Since then the pair have turned their attention to coaching with Djokovic and Becker joining forces in December last year and Federer and Edberg following suit.
”It’s going really well,“ 17-times grand slam champion Federer said of his relationship with Swede Edberg. ”My game’s back where I hoped it would be from one year ago.
“Stefan is clearly a piece of the puzzle, so is my fitness coach, Severin (Luthi), and everybody around me. They make it possible for me to wake up every morning motivated, healthy, fit and eager to play.”
The Swiss has not reached a grand slam final since clinching the Wimbledon title in 2012.
Serbian Djokovic won Wimbledon in 2011, and last captured a grand slam title at the Australian Open in 2013, but he has lost his last three major finals, including Wimbledon last year to Andy Murray.
Federer has an 18-16 advantage in matches against Djokovic but Sunday’s showpiece will be only the second meeting the duo have contested on grass.
Federer won the previous battle in the semi-final en route to his seventh Wimbledon crown in 2012 and the 32-year-old also beat Djokovic in the 2007 U.S Open final - the only grand slam final the pair have contested.

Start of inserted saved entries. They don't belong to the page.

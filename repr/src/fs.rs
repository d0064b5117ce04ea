//! Directory and File Tables
//!
//! Both tables are arrays of 0x60 byte records stored in allocation table chains. Records 0 and 1
//! are bookkeeping: the `parent_dir_index` field of record 0 holds the number of records in the
//! table, and record 1 heads the list of live entries via `next_in_chain_index`. Record 2 of the
//! directory table is the root directory.
//!
//! An index of 0 means "none".

use crate::{I32, I64};
use static_assertions::assert_eq_size;
use zerocopy::{AsBytes, FromBytes, Unaligned};

pub const ENTRY_SIZE: usize = 0x60;

pub const NAME_SIZE: usize = 0x40;

/// Index of the root directory in the directory table
pub const ROOT_DIRECTORY_INDEX: u32 = 2;

/// Index of the record whose `next_in_chain_index` starts the list of live entries
pub const CHAIN_HEAD_INDEX: u32 = 1;

/// A record of either table
///
/// The fields at 0x48 and 0x4C differ between the two tables: a file stores its first block and
/// its size, a directory stores its first child directory and its first file.
#[derive(Copy, Clone, AsBytes, FromBytes, Unaligned)]
#[repr(C)]
pub struct Entry {
    pub parent_dir_index: I32,
    /// NUL terminated UTF-8
    pub name: [u8; NAME_SIZE],
    pub next_sibling_index: I32,
    /// `block_index` for files, `first_child_index` for directories
    pub field_48: I32,
    /// `file_size` for files, `first_file_index` for directories
    pub field_4c: I64,
    pub _reserved: I64,
    pub next_in_chain_index: I32,
}

assert_eq_size!(Entry, [u8; ENTRY_SIZE]);

impl Entry {
    /// The name, up to (not including) the first NUL
    pub fn name_bytes(&self) -> &[u8] {
        let len = self
            .name
            .iter()
            .position(|&b| b == 0)
            .unwrap_or(NAME_SIZE);
        &self.name[..len]
    }
}

#[test]
fn name_without_terminator() {
    let mut entry: Entry = crate::read(&[0u8; ENTRY_SIZE]).unwrap();
    entry.name[..4].copy_from_slice(b"save");
    assert_eq!(entry.name_bytes(), b"save");

    entry.name = [b'a'; NAME_SIZE];
    assert_eq!(entry.name_bytes().len(), NAME_SIZE);
}
use savefs::{IntegrityCheckLevel, OpenOptions, Savefile};

use sloggers::terminal::{Destination, TerminalLoggerBuilder};
use sloggers::types::{Format, Severity};
use sloggers::Build;

fn main() {
    std::process::exit(real_main());
}

fn real_main() -> i32 {
    let mut builder = TerminalLoggerBuilder::new();
    builder.level(Severity::Debug);
    builder.destination(Destination::Stderr);
    builder.format(Format::Full);
    let logger = match builder.build() {
        Ok(logger) => logger,
        Err(e) => {
            eprintln!("unable to build logger: {}", e);
            return 1;
        }
    };

    let path = std::env::args().nth(1).unwrap_or_else(|| "save.bin".to_string());
    let mut options = OpenOptions::new();
    options.integrity_check_level(IntegrityCheckLevel::WarnOnInvalid);

    let save = match Savefile::open_with_logger(&path, &options, logger.clone()) {
        Ok(save) => save,
        Err(e) => {
            slog::crit!(logger, "{}", e);
            return 1;
        }
    };

    for file in save.files() {
        slog::info!(logger, "{}", file.info.full_path; "size" => file.file_size);
    }
    match save.verify(&mut ()) {
        Ok(report) => slog::info!(logger, "Verified"; "report" => ?report),
        Err(e) => {
            slog::error!(logger, "{}", e);
            return 1;
        }
    }

    0
}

“I must say I’ve enjoyed the matches against him,” said Federer who will surpass Pete Sampras and William Renshaw as the only man with eight Wimbledon singles titles if he beats the Serb.
”We didn’t come through the rankings together; I was established while he was coming up.
“But ever since he’s won grand slams and became world No.1, it’s been a cool rivalry, in my opinion.”
Djokovic is itching to claim his seventh grand slam title.
“It’s a good chance for me to try to win against him on his favorite surface, on his favorite court,” said the 27-year-old who will play in his third All England Club final in four years.
”This is where he has had the most success in his career, winning many titles but I know that I can win.
”I should have won a few matches that I lost in finals of grand slams over the last couple of years.
“But it’s an experience. It’s a learning process. It’s understanding, identifying where the problem is, pushing for it and working on it.”